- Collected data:
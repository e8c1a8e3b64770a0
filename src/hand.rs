//! Hand representation and scoring.

use alloc::vec::Vec;
use core::fmt;

use crate::card::Card;

/// Highest score that is not a bust.
pub const BLACKJACK: u8 = 21;

/// Minimum score at or below which an ace can count as 11 without busting.
const SOFT_LIMIT: u8 = BLACKJACK - 10;

/// An ordered set of cards held by one participant, in draw order.
#[derive(Debug, Clone, Default, PartialEq, Eq)]
pub struct Hand {
    cards: Vec<Card>,
}

impl Hand {
    /// Creates a new empty hand.
    #[must_use]
    pub const fn new() -> Self {
        Self { cards: Vec::new() }
    }

    /// Adds a card to the hand.
    pub fn add_card(&mut self, card: Card) {
        self.cards.push(card);
    }

    /// Returns the cards in the hand.
    #[must_use]
    pub fn cards(&self) -> &[Card] {
        &self.cards
    }

    /// Returns the visible card (first card).
    #[must_use]
    pub fn up_card(&self) -> Option<&Card> {
        self.cards.first()
    }

    /// Total with every ace counted as 1 and face cards capped at 10.
    #[must_use]
    pub fn min_score(&self) -> u8 {
        self.cards
            .iter()
            .fold(0u8, |score, card| score.saturating_add(card.rank.min_value()))
    }

    /// Best total for the hand.
    ///
    /// One ace is promoted to 11 when the minimum score leaves room for it.
    /// At most one ace is ever promoted, since two would always bust.
    #[must_use]
    pub fn score(&self) -> u8 {
        let min_score = self.min_score();
        if min_score > SOFT_LIMIT {
            return min_score;
        }
        if self.cards.iter().any(Card::is_ace) {
            min_score + 10
        } else {
            min_score
        }
    }

    /// Returns whether the score relies on an ace counted as 11.
    #[must_use]
    pub fn is_soft(&self) -> bool {
        self.score() != self.min_score()
    }

    /// Returns whether the hand is bust (over 21).
    #[must_use]
    pub fn is_bust(&self) -> bool {
        self.score() > BLACKJACK
    }

    /// Returns the number of cards in the hand.
    #[must_use]
    pub fn len(&self) -> usize {
        self.cards.len()
    }

    /// Returns whether the hand is empty.
    #[must_use]
    pub fn is_empty(&self) -> bool {
        self.cards.is_empty()
    }

    /// Renders the hand as the dealer shows it while the player is deciding:
    /// the up card, with everything after it hidden.
    #[must_use]
    pub const fn dealer_view(&self) -> DealerView<'_> {
        DealerView(self)
    }
}

impl FromIterator<Card> for Hand {
    fn from_iter<I: IntoIterator<Item = Card>>(iter: I) -> Self {
        Self {
            cards: iter.into_iter().collect(),
        }
    }
}

impl fmt::Display for Hand {
    fn fmt(&self, f: &mut fmt::Formatter<'_>) -> fmt::Result {
        for (index, card) in self.cards.iter().enumerate() {
            if index > 0 {
                f.write_str(", ")?;
            }
            write!(f, "{card}")?;
        }
        Ok(())
    }
}

/// Masked display of a dealer's hand. See [`Hand::dealer_view`].
#[derive(Debug, Clone, Copy)]
pub struct DealerView<'a>(&'a Hand);

impl fmt::Display for DealerView<'_> {
    fn fmt(&self, f: &mut fmt::Formatter<'_>) -> fmt::Result {
        let Some(up_card) = self.0.up_card() else {
            return Ok(());
        };
        write!(f, "{up_card}")?;
        if self.0.len() > 1 {
            f.write_str(", **HIDDEN**")?;
        }
        Ok(())
    }
}
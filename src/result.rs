//! Hand results.

use core::fmt;

use crate::hand::{BLACKJACK, Hand};

/// How a hand ended, from the player's point of view.
#[derive(Debug, Clone, Copy, PartialEq, Eq)]
pub enum Outcome {
    /// Player went over 21. Checked before anything else.
    PlayerBust,
    /// Dealer went over 21.
    DealerBust,
    /// Player has the higher score.
    PlayerWin,
    /// Dealer has the higher score.
    DealerWin,
    /// Scores are equal.
    Draw,
}

impl Outcome {
    /// Decides the outcome from both final scores.
    #[must_use]
    pub const fn from_scores(player: u8, dealer: u8) -> Self {
        if player > BLACKJACK {
            Self::PlayerBust
        } else if dealer > BLACKJACK {
            Self::DealerBust
        } else if player > dealer {
            Self::PlayerWin
        } else if dealer > player {
            Self::DealerWin
        } else {
            Self::Draw
        }
    }
}

impl fmt::Display for Outcome {
    fn fmt(&self, f: &mut fmt::Formatter<'_>) -> fmt::Result {
        f.write_str(match self {
            Self::PlayerBust => "You busted",
            Self::DealerBust => "Dealer busted",
            Self::PlayerWin => "You win!",
            Self::DealerWin => "You lose",
            Self::Draw => "Draw",
        })
    }
}

/// Final hands and outcome of a settled hand.
///
/// The `Display` impl renders the end-of-hand summary block.
#[derive(Debug, Clone, PartialEq, Eq)]
pub struct HandSummary {
    /// The outcome.
    pub outcome: Outcome,
    /// The player's final hand.
    pub player: Hand,
    /// The dealer's final hand, fully revealed.
    pub dealer: Hand,
    /// The player's final score.
    pub player_score: u8,
    /// The dealer's final score.
    pub dealer_score: u8,
}

impl fmt::Display for HandSummary {
    fn fmt(&self, f: &mut fmt::Formatter<'_>) -> fmt::Result {
        writeln!(f, "\n=====FINAL HANDS=====")?;
        writeln!(f, "Player: {} \nScore: {}", self.player, self.player_score)?;
        writeln!(f, "Dealer: {} \nScore: {}", self.dealer, self.dealer_score)?;
        writeln!(f, "{}", self.outcome)?;
        writeln!(f)
    }
}
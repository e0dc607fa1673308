//! Buffered view of a response that did not come back `200 OK`.
//!
//! Only the failure path buffers a response this way. Successful responses are
//! handed back to the caller unread so the body can be decoded as text or as a
//! property set.
use http::StatusCode;

use crate::errors::RequestError;

/// Snapshot of a non-OK response, taken before the connection is released.
#[derive(Debug)]
pub struct FailedResponse {
    /// Resolved location the request was sent to.
    pub url: url::Url,

    /// Numeric HTTP status code (e.g., `404`, `500`).
    pub status: StatusCode,

    /// Canonical reason phrase (e.g., `"Not Found"`).
    ///
    /// `"Unknown"` for non-standard codes.
    pub status_text: String,

    /// Whatever body the server sent, or a `<no body:...>` placeholder.
    pub body: String,
}

impl From<FailedResponse> for RequestError {
    fn from(resp: FailedResponse) -> Self {
        RequestError::Status {
            status: resp.status,
            reason: resp.status_text,
            url: resp.url,
            body: resp.body,
        }
    }
}
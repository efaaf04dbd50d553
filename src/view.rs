use std::sync::{Arc, PoisonError, RwLock, RwLockReadGuard, RwLockWriteGuard};

use cookbook_core::{
    FavoriteSet, Paginator, Recipe, RecipeId, SearchPredicate, ToggleOutcome, ViewError,
};
use cookbook_remote::{PendingToggles, RecipeService, TokenProvider};

use crate::config::{Config, DEFAULT_PLACEHOLDER_IMAGE};
use crate::models::{LoadStatus, MountReport, RecipeCard, ViewSnapshot};

/// Behavior switches for the list view.
#[derive(Debug, Clone)]
pub struct ViewOptions {
    /// Go back to page 1 whenever the search query changes.
    pub reset_page_on_search: bool,
    pub placeholder_image: String,
}

impl Default for ViewOptions {
    fn default() -> Self {
        Self {
            reset_page_on_search: false,
            placeholder_image: DEFAULT_PLACEHOLDER_IMAGE.to_string(),
        }
    }
}

impl From<&Config> for ViewOptions {
    fn from(config: &Config) -> Self {
        Self {
            reset_page_on_search: config.reset_page_on_search,
            placeholder_image: config.placeholder_image.clone(),
        }
    }
}

#[derive(Default)]
struct ViewState {
    recipes: Vec<Recipe>,
    favorites: FavoriteSet,
    search: SearchPredicate,
    paginator: Paginator,
    /// Bumped whenever the favorites are cleared. Service results that were
    /// requested under an older session are dropped.
    session: u64,
}

impl ViewState {
    fn match_count(&self) -> usize {
        self.recipes
            .iter()
            .filter(|r| self.search.matches(r))
            .count()
    }
}

/// Controller behind the recipe list view.
///
/// Combines the loaded collection, the user's favorites, the search query
/// and the current page into a snapshot that can be recomputed at any time.
/// The state lock is never held across a call to the recipe service.
pub struct ListView<S> {
    service: Arc<S>,
    tokens: Arc<dyn TokenProvider>,
    pending: PendingToggles,
    options: ViewOptions,
    state: RwLock<ViewState>,
}

impl<S: RecipeService> ListView<S> {
    /// Create an empty view. Must be called inside a tokio runtime.
    pub fn new(service: Arc<S>, tokens: Arc<dyn TokenProvider>, options: ViewOptions) -> Self {
        Self {
            service,
            tokens,
            pending: PendingToggles::spawn(),
            options,
            state: RwLock::new(ViewState::default()),
        }
    }

    fn read(&self) -> RwLockReadGuard<'_, ViewState> {
        self.state.read().unwrap_or_else(PoisonError::into_inner)
    }

    fn write(&self) -> RwLockWriteGuard<'_, ViewState> {
        self.state.write().unwrap_or_else(PoisonError::into_inner)
    }

    /// Load the collection and the favorites concurrently.
    /// Each source degrades on its own; neither blocks the other.
    pub async fn mount(&self) -> MountReport {
        let (recipes, favorites) = tokio::join!(self.load_collection(), self.load_favorites());
        MountReport { recipes, favorites }
    }

    /// Replace the collection with a fresh copy from the service.
    /// On failure the previous collection is kept.
    pub async fn load_collection(&self) -> LoadStatus {
        match self.service.fetch_recipes().await {
            Ok(recipes) => {
                let count = recipes.len();
                self.write().recipes = recipes;
                tracing::info!("Loaded {} recipes", count);
                LoadStatus::Loaded(count)
            }
            Err(e) => {
                tracing::warn!("Error fetching recipes: {}", e);
                LoadStatus::Failed
            }
        }
    }

    /// Replace the favorites with the user's favorites from the service.
    /// Without a token this does nothing.
    pub async fn load_favorites(&self) -> LoadStatus {
        let Some(token) = self.tokens.token() else {
            tracing::debug!("No token available, skipping favorites");
            return LoadStatus::Skipped;
        };

        let session = self.read().session;
        match self.service.fetch_favorites(&token).await {
            Ok(favorites) => {
                let count = favorites.len();
                let mut state = self.write();
                if state.session != session {
                    tracing::debug!("Session ended while loading favorites, discarding");
                    return LoadStatus::Skipped;
                }
                state.favorites = favorites;
                drop(state);
                tracing::info!("Loaded {} favorites", count);
                LoadStatus::Loaded(count)
            }
            Err(e) => {
                tracing::warn!("Error fetching favorites: {}", e);
                LoadStatus::Failed
            }
        }
    }

    /// Forget the user's favorites, e.g. on sign out. Loads and toggles
    /// still in flight will not write into the cleared set.
    pub fn clear_favorites(&self) {
        let mut state = self.write();
        state.session += 1;
        state.favorites.clear();
    }

    /// Toggle the favorite flag of a recipe through the service.
    ///
    /// The service decides whether the recipe was added or removed and the
    /// local favorites follow that outcome. Nothing changes locally when the
    /// call fails, and only one toggle per recipe can be in flight.
    pub async fn toggle_favorite(&self, id: &RecipeId) -> Result<ToggleOutcome, ViewError> {
        let Some(token) = self.tokens.token() else {
            tracing::warn!("Cannot toggle favorite {}: not authenticated", id);
            return Err(ViewError::Unauthenticated);
        };

        let Some(_guard) = self.pending.claim(id).await else {
            tracing::debug!("Toggle for {} already in flight", id);
            return Err(ViewError::ToggleInFlight(id.clone()));
        };

        let session = self.read().session;
        match self.service.toggle_favorite(&token, id).await {
            Ok(outcome) => {
                {
                    let mut state = self.write();
                    if state.session == session {
                        state.favorites.apply(id.clone(), outcome);
                    } else {
                        tracing::debug!("Session ended while toggling {}, not applying", id);
                    }
                }
                tracing::info!("Favorite {} {:?}", id, outcome);
                Ok(outcome)
            }
            Err(e) => {
                tracing::warn!("Error toggling favorite {}: {}", id, e);
                Err(e.into())
            }
        }
    }

    pub fn is_favorite(&self, id: &RecipeId) -> bool {
        self.read().favorites.contains(id)
    }

    /// Look up a loaded recipe.
    pub fn recipe(&self, id: &RecipeId) -> Option<Recipe> {
        self.read().recipes.iter().find(|r| &r.id == id).cloned()
    }

    pub fn set_search(&self, query: &str) {
        let mut state = self.write();
        state.search = SearchPredicate::new(query);
        if self.options.reset_page_on_search {
            state.paginator.reset();
        }
    }

    /// Move to page `n`, clamped to the pages of the current matches.
    pub fn go_to(&self, n: usize) -> usize {
        let mut state = self.write();
        let len = state.match_count();
        state.paginator.go_to(n, len)
    }

    pub fn next(&self) -> usize {
        let mut state = self.write();
        let len = state.match_count();
        state.paginator.next(len)
    }

    pub fn prev(&self) -> usize {
        let mut state = self.write();
        let len = state.match_count();
        state.paginator.prev(len)
    }

    pub fn snapshot(&self) -> ViewSnapshot {
        let state = self.read();
        let filtered = state.search.filter(&state.recipes);
        let len = filtered.len();

        let recipes: Vec<RecipeCard> = state
            .paginator
            .slice(&filtered)
            .iter()
            .map(|r| {
                RecipeCard::new(
                    r,
                    state.favorites.contains(&r.id),
                    &self.options.placeholder_image,
                )
            })
            .collect();

        ViewSnapshot {
            query: state.search.query().to_string(),
            current_page: state.paginator.current_page(),
            page_count: state.paginator.page_count(len),
            page_numbers: state.paginator.page_numbers(len).collect(),
            has_prev: state.paginator.has_prev(),
            has_next: state.paginator.has_next(len),
            total_recipes: state.recipes.len(),
            total_matches: len,
            is_empty: recipes.is_empty(),
            recipes,
        }
    }
}
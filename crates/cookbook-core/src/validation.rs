use std::collections::HashSet;

use crate::error::ValidationError;
use crate::recipe::Recipe;

/// Schema checks applied to data arriving from the recipe service.
pub struct Validator;

impl Validator {
    /// Validate a recipe identifier. Must be non-empty.
    pub fn validate_recipe_id(id: &str) -> Result<(), ValidationError> {
        if id.trim().is_empty() {
            return Err(ValidationError::EmptyId);
        }
        Ok(())
    }

    /// Validate a fetched collection.
    /// Every id must be valid and unique within the collection.
    pub fn validate_collection(recipes: &[Recipe]) -> Result<(), ValidationError> {
        let mut seen = HashSet::with_capacity(recipes.len());
        for recipe in recipes {
            Self::validate_recipe_id(recipe.id.as_str())?;
            if !seen.insert(&recipe.id) {
                return Err(ValidationError::DuplicateId(recipe.id.to_string()));
            }
        }
        Ok(())
    }
}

- Exercise objective: The first line of the entries, the line with "11 without busting.", and every line between them should be retyped exactly, and nothing else.

- Answer to this task:
repository e8c1a8e3b64770a0
filename src/hand.rs
//! Hand representation and scoring.

use alloc::vec::Vec;
use core::fmt;

use crate::card::Card;

/// Highest score that is not a bust.
pub const BLACKJACK: u8 = 21;

/// Minimum score at or below which an ace can count as 11 without busting.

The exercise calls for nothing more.